Sardine Outage
Incident Report for Sardine AI
Postmortem

Summary

Due to an error while reading a third party configuration a subset of APIs were affected – Customers, Issuing, Feedback and Identity Document APIs – from 7:45AM PST to 8:05 PST.

Timeline

  1. 18th Nov 10:46 PM PST - third party configuration was updated but JSON was malformed
  2. 22nd Nov 3:00 AM PST - one of two service instances restarted and started to crash loop as it was unable to read the malformed configuration, while the other instance was still active and was handling all traffic
  3. 23rd Nov 7:45 AM PST - the second instance restarted and started to crash loop as well because of the same issue
  4. 23rd Nov 8:00 AM PST - Sardine Engineering was alerted of an outage
  5. 23rd Nov 8:05 AM PST - we updated the malformed configuration and service was restored

Impact

  • From 7:45 AM PST to 8:05 AM PST, a subset of APIs were down
  • Including the following APIs:

    • Customers
    • Issuing
    • Feedback
    • Identity Document
  • During this time, we returned HTTP 502 response for above APIs

  • Device events related APIs were not impacted (these include Devices API, SDK events, etc.)

Action Items

  • [x] Add monitoring for load balancer HTTP 5XX errors

    • [x] Set up to page in production
  • [ ] Add alerting for “panic” keyword (during incident, the word “panic” was in INFO-level log statement therefore was not picked up by any alerts or monitors)

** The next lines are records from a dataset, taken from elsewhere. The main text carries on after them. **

use super::run;

#[test]
fn hello() {
    run(
        "
        (1, LDS, \"Hello, world\")
        (2, WRT, )
        (3, STP, )
        ",
        &[],
        "Hello, world\n",
    );
}

#[test]
fn echo_sum() {
    run(
        "
        (1, ALI, 1)
        (2, ALI, 1)
        (3, LDS, 'a?')
        (4, WRT, )
        (5, REA, 1)
        (6, STR, 1)
        (7, LDS, 'b?')
        (8, WRT, )
        (9, REA, 1)
        (10, STR, 2)
        (11, LDV, 1)
        (12, LDV, 2)
        (13, ADD, )
        (14, WRT, )
        (15, STP, )
        ",
        &["40", "2"],
        "a?\nb?\n42\n",
    );
}

#[test]
fn countdown() {
    // i := 3; repeat write(i); i := i - 1 until i == 0
    run(
        "
        (1, LDI, 3)
        (2, STR, 1)
        (3, LDV, 1)
        (4, WRT, )
        (5, LDV, 1)
        (6, LDI, 1)
        (7, SUB, )
        (8, STR, 1)
        (9, LDV, 1)
        (10, LDI, 0)
        (11, DIF, )
        (12, JMF, 14)
        (13, JMP, 3)
        (14, STP, )
        ",
        &[],
        "3\n2\n1\n",
    );
}

#[test]
fn falls_off_the_end() {
    run("(1, LDI, 1)\n(2, WRT, )", &[], "1\n");
}

#[test]
fn jump_past_the_end_halts() {
    run("(1, JMP, 99)\n(2, LDS, never)\n(3, WRT, )", &[], "");
}

#[test]
fn typed_reads() {
    run(
        "
        (1, REA, 2)
        (2, WRT, )
        (3, REA, 3)
        (4, WRT, )
        (5, REA, 4)
        (6, JMF, 9)
        (7, LDS, yes)
        (8, WRT, )
        (9, STP, )
        ",
        &["2.5", "some text", "1"],
        "2.5\nsome text\nyes\n",
    );
}

#[test]
fn real_results_keep_fraction() {
    run(
        "
        (1, LDR, 0.5)
        (2, LDR, 0.25)
        (3, ADD, )
        (4, WRT, )
        (5, LDI, 1)
        (6, LDI, 4)
        (7, DIV, )
        (8, LDI, 4)
        (9, MUL, )
        (10, WRT, )
        ",
        &[],
        "0.75\n1\n",
    );
}

#[test]
fn text_in_arithmetic() {
    run(
        "
        (1, REA, 3)
        (2, LDI, 2)
        (3, MUL, )
        (4, WRT, )
        ",
        &["21"],
        "42\n",
    );
}

#[test]
fn unknown_opcodes_are_skipped() {
    run("(1, XYZ, 1)\n(2, LDI, 5)\n(3, WRT, )", &[], "5\n");
}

  • [ ] Alert based on individual instance health check

  • [ ] Improve robustness of loading configurations and initialization for third party services

    • [ ] Determine if vendor client initializations should be non-blocking
    • [ ] Make configuration updates in GCP more robust
  • [x] Set up 3rd party site monitoring service

Posted Nov 24, 2022 - 00:16 UTC

Resolved
Due to a configuration error on our part, we were temporarily down from 7:44 PST to 8:05 PST. All services are back to operational. We sincerely apologize for the outage and we will be providing a full post mortem as we continue to investigate.

For ~20 min between 7:44 PST to 8:05 PST
- Customers, Issuing, Feedback and Identity Document APIs were down.
- Events and Devices APIs were not affected.
Posted Nov 23, 2022 - 16:00 UTC